England’s Cancer Drugs Fund ‘failed to deliver meaningful value to patients and society’

Analysis of the drugs that were approved for use by the NHS Cancer Drugs Fund (CDF) in England has shown that the fund was not good value for patients and society and may have resulted in patients suffering unnecessarily from toxic side effects of the drugs.

In a study published in the leading cancer journal Annals of Oncology [1], researchers led by Dr Ajay Aggarwal, academic clinical oncologist at London School of Hygiene & Tropical Medicine (UK), and Professor Richard Sullivan, director of the Institute of Cancer Policy, King’s College London (UK), looked at 29 drugs that had been approved for use through the CDF in January 2015 for 47 specific cancer conditions (or indications). Of these indications, only 18 (38%) were based on clinical trials that reported a statistically significant benefit from the drugs in terms of patients’ overall survival; the (median) average overall survival benefit was 3.2 months, ranging from 1.4 months to 15.7 months.

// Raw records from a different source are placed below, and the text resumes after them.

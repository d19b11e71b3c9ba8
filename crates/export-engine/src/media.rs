//! Media pass: turns media elements into video layers and audio stages.

use serde::Serialize;

use framecut_common::ExportLogger;
use framecut_timeline::{ExportProject, MediaElement, MediaItem, MediaType};

use crate::stage::{
    audio_label, between_expr, canvas_color, format_time, scaled_label, Filter, LayerCursor,
    Stage, StageKind,
};
use crate::validator::FilterValidator;

/// One `-i` input of the engine command. Index 0 is the background canvas.
#[derive(Debug, Clone, PartialEq, Eq, Serialize)]
#[serde(rename_all = "camelCase")]
pub struct InputDeclaration {
    pub index: usize,
    pub file_name: String,
    pub media_type: MediaType,
}

impl InputDeclaration {
    /// Command tokens declaring this input. Still images are looped so they
    /// last as long as their overlay window.
    pub fn args(&self) -> Vec<String> {
        let mut args = vec![];
        if self.media_type == MediaType::Image {
            args.extend(["-loop".to_string(), "1".to_string()]);
        }
        args.extend(["-i".to_string(), self.file_name.clone()]);
        args
    }
}

/// Everything the media pass produced.
#[derive(Debug, Clone, Default)]
pub struct MediaPassOutput {
    pub video_stages: Vec<Stage>,
    pub audio_stages: Vec<Stage>,
    pub inputs: Vec<InputDeclaration>,
    /// Composition position the text pass resumes from.
    pub layers: LayerCursor,
}

/// Builds scale/overlay and audio stages for every usable media element.
#[derive(Debug, Clone)]
pub struct MediaProcessor {
    logger: ExportLogger,
    validator: FilterValidator,
}

impl MediaProcessor {
    pub fn new(logger: ExportLogger) -> Self {
        Self {
            validator: FilterValidator::new(logger.clone()),
            logger,
        }
    }

    /// Walk unmuted tracks in order. Bad elements are logged and skipped.
    pub fn process(&self, project: &ExportProject) -> MediaPassOutput {
        let mut out = MediaPassOutput::default();
        let pad_color = self.pad_color(project);

        for track in project.audible_tracks() {
            for element in track.media_elements() {
                let Some(item) = project.media_item(&element.media_id) else {
                    self.logger.warn(format!(
                        "Media item not found for element: {}",
                        display_name(element)
                    ));
                    continue;
                };
                if item.payload.is_none() {
                    self.logger.warn(format!(
                        "Media item '{}' has no payload, skipping element: {}",
                        item.id,
                        display_name(element)
                    ));
                    continue;
                }

                self.process_element(project, element, item, &pad_color, &mut out);
            }
        }

        self.logger.log(format!(
            "Media pass: {} video layers, {} audio stages, {} inputs",
            out.layers.count(),
            out.audio_stages.len(),
            out.inputs.len()
        ));
        out
    }

    fn process_element(
        &self,
        project: &ExportProject,
        element: &MediaElement,
        item: &MediaItem,
        pad_color: &str,
        out: &mut MediaPassOutput,
    ) {
        let timing = &element.timing;
        let report = self.validator.validate_timing(
            timing.start_time,
            timing.effective_duration(),
            project.duration,
        );
        for warning in &report.warnings {
            self.logger.warn(format!(
                "Timing warning for media element \"{}\": {warning}",
                display_name(element)
            ));
        }
        if !report.is_valid() {
            self.logger.error(format!(
                "Invalid timing for media element \"{}\": {}",
                display_name(element),
                report.errors.join(", ")
            ));
            return;
        }

        let input_index = out.inputs.len() + 1;

        let video = if item.media_type.is_visual() {
            let stages = self.video_stages(project, element, input_index, out.layers, pad_color);
            if stages.is_none() {
                return;
            }
            stages
        } else {
            None
        };

        let audio = if item.contributes_audio() {
            let stage = self.audio_stage(element, input_index);
            if stage.is_none() && video.is_none() {
                return;
            }
            stage
        } else {
            None
        };

        if video.is_none() && audio.is_none() {
            self.logger.warn(format!(
                "Media element \"{}\" produces neither picture nor sound, skipping",
                display_name(element)
            ));
            return;
        }

        out.inputs.push(InputDeclaration {
            index: input_index,
            file_name: item.input_file_name(),
            media_type: item.media_type,
        });
        if let Some((scale, overlay)) = video {
            out.video_stages.push(scale);
            out.video_stages.push(overlay);
            out.layers = out.layers.advance();
        }
        if let Some(stage) = audio {
            out.audio_stages.push(stage);
        }
    }

    fn video_stages(
        &self,
        project: &ExportProject,
        element: &MediaElement,
        input_index: usize,
        layers: LayerCursor,
        pad_color: &str,
    ) -> Option<(Stage, Stage)> {
        let timing = &element.timing;
        let (width, height) = (project.settings.width, project.settings.height);
        let layer = layers.count();

        let mut scale = Stage::new(StageKind::VideoScale, scaled_label(layer))
            .input(format!("{input_index}:v"));
        if timing.is_trimmed() {
            scale = scale
                .filter(
                    Filter::new("trim")
                        .named("start", format_time(timing.trim_start))
                        .named("end", format_time(timing.source_end())),
                )
                .filter(Filter::new("setpts").arg("PTS-STARTPTS"));
        }
        let scale = scale
            .filter(
                Filter::new("scale")
                    .arg(width)
                    .arg(height)
                    .named("force_original_aspect_ratio", "decrease"),
            )
            .filter(
                Filter::new("pad")
                    .arg(width)
                    .arg(height)
                    .arg("(ow-iw)/2")
                    .arg("(oh-ih)/2")
                    .arg(pad_color),
            );

        let overlay = Stage::new(StageKind::VideoOverlay, layers.next_label())
            .input(layers.base_label())
            .input(scaled_label(layer))
            .filter(
                Filter::new("overlay")
                    .arg(0)
                    .arg(0)
                    .named("enable", between_expr(timing.start_time, timing.end_time())),
            );

        if !self
            .validator
            .validate_stage(&scale.to_string(), StageKind::VideoScale)
            || !self
                .validator
                .validate_stage(&overlay.to_string(), StageKind::VideoOverlay)
        {
            self.logger.error(format!(
                "Invalid video stage generated for \"{}\"",
                display_name(element)
            ));
            return None;
        }

        self.logger.log(format!(
            "Added media overlay: \"{}\" ({}s - {}s)",
            display_name(element),
            format_time(timing.start_time),
            format_time(timing.end_time())
        ));
        Some((scale, overlay))
    }

    fn audio_stage(&self, element: &MediaElement, input_index: usize) -> Option<Stage> {
        let timing = &element.timing;
        let mut stage = Stage::new(StageKind::Audio, audio_label(input_index))
            .input(format!("{input_index}:a"));

        if timing.is_trimmed() {
            stage = stage
                .filter(
                    Filter::new("atrim")
                        .named("start", format_time(timing.trim_start))
                        .named("end", format_time(timing.source_end())),
                )
                .filter(Filter::new("asetpts").arg("PTS-STARTPTS"));
        }

        let delay_ms = (timing.start_time * 1000.0).round();
        if delay_ms > 0.0 {
            stage = stage.filter(
                Filter::new("adelay")
                    .named("delays", delay_ms as u64)
                    .named("all", 1),
            );
        }

        if stage.filters.is_empty() {
            stage = stage.filter(Filter::new("anull"));
        }

        let text = stage.to_string();
        if !self.validator.validate_stage(&text, StageKind::Audio) {
            self.logger.error(format!(
                "Invalid audio stage generated for \"{}\"",
                display_name(element)
            ));
            return None;
        }

        self.logger.log(format!("Added audio stage: {text}"));
        Some(stage)
    }

    fn pad_color(&self, project: &ExportProject) -> String {
        let raw = project.settings.background_color.as_deref();
        canvas_color(raw).unwrap_or_else(|| {
            self.logger.warn(format!(
                "Unsupported background color {:?}, using black",
                raw.unwrap_or_default()
            ));
            "black".to_string()
        })
    }
}

fn display_name(element: &MediaElement) -> &str {
    if element.name.is_empty() {
        &element.id
    } else {
        &element.name
    }
}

When other factors such as quality of life and toxic side effects of the drugs were considered as part of criteria developed by oncologists to measure value to patients, the majority of the drugs failed to show any evidence of meaningful clinical benefit. In fact, the researchers say the benefit to patients in “real world” situations was probably even less than that found in the clinical trials, since clinical trial participants are carefully selected, have fewer other health problems and tend to be younger than patients not included in trials.

The health technology assessment body in the UK – NICE (the National Institute of Health and Care Excellence) – had rejected use of the CDF drugs for 26 (55%) of the cancer indications because they were not cost effective. When the CDF conducted its own assessment of the value of the drugs listed in its access scheme in 2015, it removed their use for 24 (51%) of the 47 indications.

Dr Aggarwal said: “Eighteen of these reversals were based on evidence that existed prior to the introduction of the fund, suggesting wastage of resources but equally that drugs were given that were ineffective and probably resulted in unnecessary toxicities for patients.

“From 2010 when it started to 2016 when it closed, the Cancer Drugs Fund cost the UK taxpayer a total of £1.27 billion, the equivalent of one year’s total spend on all cancer drugs in the NHS. The majority of cancer medicines funded through the CDF were found wanting with respect to what patients, clinicians and NICE would count as clinically meaningful benefit. In addition, no data on the outcome of patients who used drugs accessed through the fund were collected.”

Prof Sullivan added: “A ring-fenced drugs fund was created despite a lack of evidence that prioritising drug expenditure would improve outcomes for cancer patients over and above greater investment in the whole cancer management pathway, which includes screening, diagnostics, radiotherapy, surgery and palliative care. We recommend that other countries that are considering similar ring-fenced drug access funds for high cost cancer drugs should adopt a more rational approach to funding high cost health technologies.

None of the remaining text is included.